Filter these entries down to lines holding "NavigationAssembler".

(Beginning of AVAILABLE DATA)

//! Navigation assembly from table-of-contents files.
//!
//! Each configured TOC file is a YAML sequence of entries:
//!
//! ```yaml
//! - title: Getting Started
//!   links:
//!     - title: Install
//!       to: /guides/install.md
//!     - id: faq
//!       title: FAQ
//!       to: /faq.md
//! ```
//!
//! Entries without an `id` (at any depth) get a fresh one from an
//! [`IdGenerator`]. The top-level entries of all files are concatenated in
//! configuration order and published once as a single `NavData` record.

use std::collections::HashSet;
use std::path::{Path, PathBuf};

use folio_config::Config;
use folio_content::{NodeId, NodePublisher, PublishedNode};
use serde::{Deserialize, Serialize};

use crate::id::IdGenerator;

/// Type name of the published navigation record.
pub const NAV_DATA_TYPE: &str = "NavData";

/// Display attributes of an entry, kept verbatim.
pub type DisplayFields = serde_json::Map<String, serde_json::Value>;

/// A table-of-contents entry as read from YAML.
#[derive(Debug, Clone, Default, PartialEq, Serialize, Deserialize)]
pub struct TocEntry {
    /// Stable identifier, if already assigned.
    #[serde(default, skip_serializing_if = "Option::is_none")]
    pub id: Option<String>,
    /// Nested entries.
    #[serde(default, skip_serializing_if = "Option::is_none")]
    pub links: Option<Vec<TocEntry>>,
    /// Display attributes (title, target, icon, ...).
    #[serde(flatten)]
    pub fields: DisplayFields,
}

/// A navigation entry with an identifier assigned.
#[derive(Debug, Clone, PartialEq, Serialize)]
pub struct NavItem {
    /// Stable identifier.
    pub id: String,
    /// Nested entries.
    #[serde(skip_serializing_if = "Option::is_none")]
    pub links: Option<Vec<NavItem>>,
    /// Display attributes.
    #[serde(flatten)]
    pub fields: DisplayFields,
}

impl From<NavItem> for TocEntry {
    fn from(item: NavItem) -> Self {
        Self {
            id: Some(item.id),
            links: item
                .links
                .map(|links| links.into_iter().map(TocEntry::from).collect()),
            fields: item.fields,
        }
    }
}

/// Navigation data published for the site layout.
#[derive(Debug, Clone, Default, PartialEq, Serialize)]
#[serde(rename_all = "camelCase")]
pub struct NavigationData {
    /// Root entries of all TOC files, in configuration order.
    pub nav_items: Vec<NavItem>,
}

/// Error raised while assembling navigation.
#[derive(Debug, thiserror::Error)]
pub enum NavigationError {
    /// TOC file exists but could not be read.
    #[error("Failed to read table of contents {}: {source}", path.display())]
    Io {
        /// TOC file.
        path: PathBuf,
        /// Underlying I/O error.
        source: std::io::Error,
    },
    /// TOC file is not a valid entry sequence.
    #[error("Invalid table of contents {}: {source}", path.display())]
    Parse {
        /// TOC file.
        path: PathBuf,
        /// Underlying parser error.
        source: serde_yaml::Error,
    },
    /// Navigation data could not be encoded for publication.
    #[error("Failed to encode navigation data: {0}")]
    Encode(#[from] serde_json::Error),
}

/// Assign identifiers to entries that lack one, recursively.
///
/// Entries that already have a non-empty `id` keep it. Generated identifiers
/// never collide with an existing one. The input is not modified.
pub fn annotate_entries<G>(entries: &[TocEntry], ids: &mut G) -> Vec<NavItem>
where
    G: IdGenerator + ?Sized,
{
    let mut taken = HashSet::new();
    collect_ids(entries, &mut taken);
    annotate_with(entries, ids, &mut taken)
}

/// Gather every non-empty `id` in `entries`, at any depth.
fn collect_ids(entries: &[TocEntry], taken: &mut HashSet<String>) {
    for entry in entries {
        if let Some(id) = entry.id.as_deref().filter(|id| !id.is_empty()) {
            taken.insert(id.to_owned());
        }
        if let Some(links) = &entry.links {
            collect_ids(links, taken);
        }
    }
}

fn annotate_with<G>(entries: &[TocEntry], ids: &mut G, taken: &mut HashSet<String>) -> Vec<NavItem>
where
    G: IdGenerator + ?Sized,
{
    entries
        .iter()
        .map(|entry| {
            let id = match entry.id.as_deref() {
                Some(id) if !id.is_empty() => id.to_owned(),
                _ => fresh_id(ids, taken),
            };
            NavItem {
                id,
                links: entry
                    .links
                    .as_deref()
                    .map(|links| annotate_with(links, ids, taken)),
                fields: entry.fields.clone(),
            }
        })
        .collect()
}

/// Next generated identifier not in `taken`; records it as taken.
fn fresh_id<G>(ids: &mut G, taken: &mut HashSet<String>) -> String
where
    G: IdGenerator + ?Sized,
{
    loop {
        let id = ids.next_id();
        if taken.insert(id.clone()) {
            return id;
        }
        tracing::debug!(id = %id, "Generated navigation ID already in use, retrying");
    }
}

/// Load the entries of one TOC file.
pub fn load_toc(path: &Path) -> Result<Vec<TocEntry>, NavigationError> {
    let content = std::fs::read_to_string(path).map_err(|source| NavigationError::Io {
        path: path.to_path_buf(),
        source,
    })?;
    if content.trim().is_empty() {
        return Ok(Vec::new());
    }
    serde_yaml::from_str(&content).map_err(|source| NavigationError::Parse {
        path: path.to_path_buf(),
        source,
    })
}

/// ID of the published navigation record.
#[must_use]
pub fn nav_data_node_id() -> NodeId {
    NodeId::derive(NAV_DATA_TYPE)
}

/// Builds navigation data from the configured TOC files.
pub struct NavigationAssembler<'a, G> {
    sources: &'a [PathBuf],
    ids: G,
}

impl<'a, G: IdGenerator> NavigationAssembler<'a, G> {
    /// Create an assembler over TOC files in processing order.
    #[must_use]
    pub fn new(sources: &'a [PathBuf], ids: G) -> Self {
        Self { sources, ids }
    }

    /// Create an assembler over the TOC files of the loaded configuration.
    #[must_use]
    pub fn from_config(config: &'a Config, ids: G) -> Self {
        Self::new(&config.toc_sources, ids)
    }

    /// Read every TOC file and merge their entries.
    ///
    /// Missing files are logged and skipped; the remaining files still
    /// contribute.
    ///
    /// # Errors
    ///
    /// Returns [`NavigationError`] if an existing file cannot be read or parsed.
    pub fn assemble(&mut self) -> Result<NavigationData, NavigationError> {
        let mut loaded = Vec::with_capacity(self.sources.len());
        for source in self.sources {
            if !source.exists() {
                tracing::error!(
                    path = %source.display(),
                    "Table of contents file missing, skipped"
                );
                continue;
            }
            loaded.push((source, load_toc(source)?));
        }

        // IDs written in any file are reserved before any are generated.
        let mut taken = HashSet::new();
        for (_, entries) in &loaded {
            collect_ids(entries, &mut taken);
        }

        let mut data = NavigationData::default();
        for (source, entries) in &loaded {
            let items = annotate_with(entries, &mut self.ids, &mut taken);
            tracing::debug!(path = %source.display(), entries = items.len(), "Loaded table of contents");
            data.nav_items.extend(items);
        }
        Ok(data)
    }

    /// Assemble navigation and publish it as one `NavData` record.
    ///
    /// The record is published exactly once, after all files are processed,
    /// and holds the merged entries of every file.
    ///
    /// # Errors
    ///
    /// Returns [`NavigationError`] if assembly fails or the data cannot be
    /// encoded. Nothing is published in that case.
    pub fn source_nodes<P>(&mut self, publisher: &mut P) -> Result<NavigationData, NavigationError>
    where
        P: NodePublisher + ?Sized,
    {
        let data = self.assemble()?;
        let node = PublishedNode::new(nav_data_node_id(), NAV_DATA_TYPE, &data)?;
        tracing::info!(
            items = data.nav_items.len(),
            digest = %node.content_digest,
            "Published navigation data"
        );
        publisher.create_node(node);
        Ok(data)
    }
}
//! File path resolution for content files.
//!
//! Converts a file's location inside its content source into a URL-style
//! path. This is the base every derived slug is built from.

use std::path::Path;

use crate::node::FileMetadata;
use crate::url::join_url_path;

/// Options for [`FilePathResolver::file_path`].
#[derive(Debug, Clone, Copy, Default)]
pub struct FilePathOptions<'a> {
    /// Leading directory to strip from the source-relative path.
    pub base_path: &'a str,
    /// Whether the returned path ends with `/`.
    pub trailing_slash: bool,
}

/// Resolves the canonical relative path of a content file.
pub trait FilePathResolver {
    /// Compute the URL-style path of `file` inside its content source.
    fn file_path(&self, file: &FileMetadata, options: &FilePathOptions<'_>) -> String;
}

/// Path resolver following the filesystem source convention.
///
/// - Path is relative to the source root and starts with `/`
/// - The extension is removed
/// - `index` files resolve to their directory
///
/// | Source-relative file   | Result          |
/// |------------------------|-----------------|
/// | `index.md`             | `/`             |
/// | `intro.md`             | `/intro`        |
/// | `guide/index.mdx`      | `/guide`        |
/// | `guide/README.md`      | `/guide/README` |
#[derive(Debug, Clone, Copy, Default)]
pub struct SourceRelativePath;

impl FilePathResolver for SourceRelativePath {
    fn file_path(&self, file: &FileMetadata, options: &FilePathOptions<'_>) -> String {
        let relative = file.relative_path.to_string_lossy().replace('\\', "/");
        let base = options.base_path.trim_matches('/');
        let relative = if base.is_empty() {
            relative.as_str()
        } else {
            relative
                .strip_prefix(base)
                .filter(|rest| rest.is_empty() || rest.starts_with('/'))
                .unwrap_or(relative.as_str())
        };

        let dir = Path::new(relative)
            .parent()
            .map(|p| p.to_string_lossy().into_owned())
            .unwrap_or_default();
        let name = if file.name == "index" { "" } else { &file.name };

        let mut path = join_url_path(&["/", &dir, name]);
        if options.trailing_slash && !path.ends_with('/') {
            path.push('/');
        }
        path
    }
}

(End of AVAILABLE DATA)

▶ [RESPONSE AREA]:
pub struct NavigationAssembler<'a, G> {
impl<'a, G: IdGenerator> NavigationAssembler<'a, G> {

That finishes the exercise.